Repeat the above steps for the front top and front back lining pieces.
- With the bodice wrong side out, match the front and back side seams, and serge them together.
- Alternatively, you can also finish this step with a French seam.
Step 3
PANTS
(E) PANTS FRONT, (F) PANTS BACK
- Make sure your pleats are basted around the waist, crotch, and hem. This will keep them in place as you sew the following steps.
- Pin front sides facing right side to right side along the crotch line. Sew with a ½” seam allowance.
- Pin back sides facing right side to right side along the crotch line. Leave the section for the zipper open, starting from the waist down. (This opening typically ranges from 7″ to 10″, depending on the pant size). Sew using a ½” of seam allowance.
- Pin front and back pieces facing right side to right side along the outer and inner seams. Make sure to align the center crotch lines first. Sew using a ½” seam allowance.
- Repeat the same steps on the lining.

Step 4
PANTS HEM
Hem the pants* using a rolled hem.
- Roll the hem up a ¼” to the wrong side.
- Press.
- Roll again, another ¼”; press.
- Then, edge stitch it.
Repeat the above steps for the pants lining.
*Keep scrolling for an alternative method.
⇒ PRO TIP: You can also hem with the pleats open for a more fluid finish at the bottom of the pants.
- Sew a very narrow zig-zag stitch or serge as close to the raw pants hem as possible.
Step 5
ASSEMBLE WAISTBAND
(C) WAISTBAND
Optional: Lightweight Interfacing – Cut 2
- Cut two pieces of lightweight interfacing using the waistband pattern piece.
- Fuse interfacing to the wrong side of the waistband pieces.
Start here if not using interfacing:
- Fold a ½” along the short sides of each waistband to the wrong side; press.
- Place the waistband pieces together with right sides facing (wrong sides facing out), and pin along the top.
- Stitch from edge to edge across the top of the waistband, using a ½” seam allowance.
- Press the seam toward the one side of the waistband—this will be the “back-facing” side.
- Flip right sides out.
- Understitch the pressed seam to the waistband.
Step 6
PANTS LINING & ATTACHING WAISTBAND
- Turn the pants lining wrong side out and insert it into the pleated shell, which should be positioned with the right side facing out, so wrong sides are facing.
- Pin only the upper waistband along the pants waistline, aligning and securing all three layers together, (shell, lining, and waistband).

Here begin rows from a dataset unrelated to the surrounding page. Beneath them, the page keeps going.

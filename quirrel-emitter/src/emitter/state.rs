// quirrel-emitter - Emission state: bytecode, marks, buckets, line tracking
// Copyright (c) 2026 Quirrel contributors. MIT licensed.

//! The accumulating emission state.
//!
//! [`Emission`] owns the growing bytecode and the side tables the lowering
//! maintains: the mark table locating previously produced values, the
//! bucket table of group extras, and the most recent source-line marker.
//!
//! Bytecode only grows, and splices preserve the relative order of the
//! instructions already emitted; marks are kept coherent across splices by
//! shifting every mark that points past the splice position.

use std::collections::HashMap;

use quirrel_ast::{ExprRef, LetId};

use crate::instruction::Instruction;

/// The location of a previously emitted value.
///
/// `index` is the bytecode position immediately after the value was
/// produced; splices before it shift it by the splice length. `offset` is
/// the value's depth below the top of stack at that position: 0 for
/// expression-level marks, the frame-layout depth for grouping marks.
#[derive(Debug, Clone, Copy, PartialEq, Eq)]
pub struct Mark {
    pub index: usize,
    pub offset: usize,
}

impl Mark {
    pub fn new(index: usize, offset: usize) -> Self {
        Mark { index, offset }
    }
}

/// What a mark identifies.
#[derive(Debug, Clone, PartialEq, Eq, Hash)]
pub enum MarkKey {
    /// The result of a subexpression (zero-arity `let` bodies).
    Expr(ExprRef),
    /// The value bound to a tic variable of a user-defined `let`.
    TicVar(LetId, String),
    /// The complete result of dispatching a `let` with specific actuals.
    Dispatch(LetId, Vec<ExprRef>),
    /// The per-group value of a `Split` frame, keyed by the originating
    /// `where` clause.
    Group(ExprRef),
}

/// The accumulating emission: bytecode plus mark/bucket/line side tables.
#[derive(Debug, Default)]
pub struct Emission {
    bytecode: Vec<Instruction>,
    marks: HashMap<MarkKey, Mark>,
    buckets: HashMap<ExprRef, Vec<ExprRef>>,
    cur_line: Option<(u32, String)>,
}

impl Emission {
    /// Create an empty emission.
    pub fn new() -> Self {
        Emission::default()
    }

    /// The current bytecode length, which is also the append point.
    pub fn len(&self) -> usize {
        self.bytecode.len()
    }

    /// Whether nothing has been emitted yet.
    pub fn is_empty(&self) -> bool {
        self.bytecode.is_empty()
    }

    /// The instructions emitted so far.
    pub fn bytecode(&self) -> &[Instruction] {
        &self.bytecode
    }

    /// Append one instruction. Appending never moves a mark.
    pub fn emit(&mut self, instr: Instruction) {
        self.bytecode.push(instr);
    }

    /// Splice `instrs` in at position `idx`; a negative `idx` counts back
    /// from the append point. Every mark past the splice position shifts
    /// by the splice length.
    pub fn emit_at(&mut self, instrs: Vec<Instruction>, idx: isize) {
        let idx = if idx < 0 {
            self.bytecode.len() - idx.unsigned_abs()
        } else {
            idx as usize
        };
        debug_assert!(idx <= self.bytecode.len(), "splice past the append point");

        let len = instrs.len();
        self.bytecode.splice(idx..idx, instrs);
        for mark in self.marks.values_mut() {
            if mark.index > idx {
                mark.index += len;
            }
        }
    }

    /// Emit a `Line` marker unless it repeats the most recent one.
    pub fn emit_line(&mut self, line: u32, text: &str) {
        if self
            .cur_line
            .as_ref()
            .is_some_and(|(n, t)| *n == line && t.as_str() == text)
        {
            return;
        }
        self.cur_line = Some((line, text.to_string()));
        self.emit(Instruction::Line(line, text.to_string()));
    }

    /// Record a mark. Marking the same key twice without an intervening
    /// rebind is a programmer error.
    pub fn mark(&mut self, key: MarkKey, mark: Mark) {
        let prior = self.marks.insert(key, mark);
        debug_assert!(prior.is_none(), "mark key inserted twice");
    }

    /// Look up a mark.
    pub fn mark_for(&self, key: &MarkKey) -> Option<Mark> {
        self.marks.get(key).copied()
    }

    /// Whether `key` has been marked.
    pub fn is_marked(&self, key: &MarkKey) -> bool {
        self.marks.contains_key(key)
    }

    /// Drop a mark so the key can be bound afresh. Used when a function
    /// is applied again with new actuals or driven by a new split frame.
    pub fn unmark(&mut self, key: &MarkKey) {
        self.marks.remove(key);
    }

    /// Drop the tic-var marks of `let_id` for `params`, so a later full
    /// application of the same function can bind them afresh.
    pub fn unmark_tic_vars(&mut self, let_id: LetId, params: &[String]) {
        for param in params {
            self.marks.remove(&MarkKey::TicVar(let_id, param.clone()));
        }
    }

    /// Record the extras of a group origin.
    pub fn record_bucket(&mut self, origin: ExprRef, extras: Vec<ExprRef>) {
        self.buckets.insert(origin, extras);
    }

    /// The group-extras table accumulated so far.
    pub fn buckets(&self) -> &HashMap<ExprRef, Vec<ExprRef>> {
        &self.buckets
    }

    /// Finalize, extracting the bytecode.
    pub fn into_bytecode(self) -> Vec<Instruction> {
        self.bytecode
    }
}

- Baste ⅜” away from the raw edge to hold all layers in place.
Step 7
INVISIBLE ZIPPER
- Unzip the zipper; gently press the zipper coils flat (away from the zipper tape) with a warm iron (not too hot—it can melt plastic). This step makes stitching very close to the zipper teeth much easier.

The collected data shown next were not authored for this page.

// quirrel-emitter - Mark-and-dup engine for value reuse
// Copyright (c) 2026 Quirrel contributors. MIT licensed.

//! Retroactive value reuse.
//!
//! A stack machine has no names: reusing a value produced earlier means
//! editing the already-emitted stream. [`Emitter::emit_dup`] splices a
//! pull/dup/restore/sink sequence at the value's production point, parking
//! the duplicate at the bottom of the stack where nothing emitted since
//! can disturb it, then retrieves it at the current end of the bytecode.
//!
//! The splice sequences are pure stack rotations built from `Swap`, so the
//! net effect at the production point is exactly one extra value: the
//! depth seen by every instruction between production and reuse shifts
//! uniformly, and mark indices are kept coherent by the splice rule in
//! [`Emission::emit_at`](super::state::Emission::emit_at).

use tracing::trace;

use crate::instruction::Instruction;

use super::depth::stack_depths;
use super::state::{Mark, MarkKey};
use super::{Emitter, Result};

impl Emitter {
    /// Reuse the value located by `key`'s mark: splice a duplication at
    /// the production point and surface the duplicate at the append point.
    ///
    /// The caller must have checked that `key` is marked.
    pub(crate) fn emit_dup(&mut self, key: &MarkKey) {
        let Mark {
            index: insert_idx,
            offset,
        } = self
            .state
            .mark_for(key)
            .expect("emit_dup of an unmarked key");

        let depths = stack_depths(self.state.bytecode());
        let insert_stack = depths[insert_idx];
        let final_stack = depths[self.state.len()] + 1;
        trace!(insert_idx, offset, insert_stack, final_stack, "dup splice");

        // Pull the marked value to the top, duplicate it, restore the
        // original to its prior depth, then sink the duplicate to the
        // bottom of the stack for safekeeping.
        let mut splice = Vec::new();
        for n in 1..=offset {
            splice.push(Instruction::Swap(n));
        }
        splice.push(Instruction::Dup);
        if offset > 0 {
            for n in (1..=offset + 1).rev() {
                splice.push(Instruction::Swap(n));
            }
        }
        if insert_stack > 1 {
            for n in (1..=insert_stack).rev() {
                splice.push(Instruction::Swap(n));
            }
        }
        self.state.emit_at(splice, insert_idx as isize);

        // Retrieve the parked duplicate at the point of reuse.
        for n in 1..final_stack {
            self.state.emit(Instruction::Swap(n));
        }
    }

    /// Reuse the value for `key` if it is marked; otherwise run `lower`
    /// and mark its result at the append point.
    pub(crate) fn emit_or_dup(
        &mut self,
        key: MarkKey,
        lower: impl FnOnce(&mut Self) -> Result<()>,
    ) -> Result<()> {
        if self.state.is_marked(&key) {
            self.emit_dup(&key);
        } else {
            lower(self)?;
            let end = self.state.len();
            self.state.mark(key, Mark::new(end, 0));
        }
        Ok(())
    }
}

- With right sides together, align the zipper tape with the fabric edge while situating the zipper teeth outside the seam line (so that the teeth are a 1/16” past a ½” away from the fabric edge); ensure the zipper stopper is aligned with the top of the upper waistband*.
- Stitch close to the teeth, starting from the top.
- Repeat steps 2–3 for the other side of the zipper: be sure to match the top edges, line up the zipper teeth with the seam line, and ensuring the waistline matches.
⇒ PRO TIP: *Sew a fine, narrow zig-zag stitch across the tops of the zipper tape, then trim the excess zipper tape. This will make it easier to match the zipper stopper/zipper pull to the top of the waistband. (Do this prior to sewing the zipper to the pants/waistband.
Step 8
BASTE INNER WAISTBAND
- Match the inner waistband edges down to the outer waistband edges and pin along the opened waistline edge.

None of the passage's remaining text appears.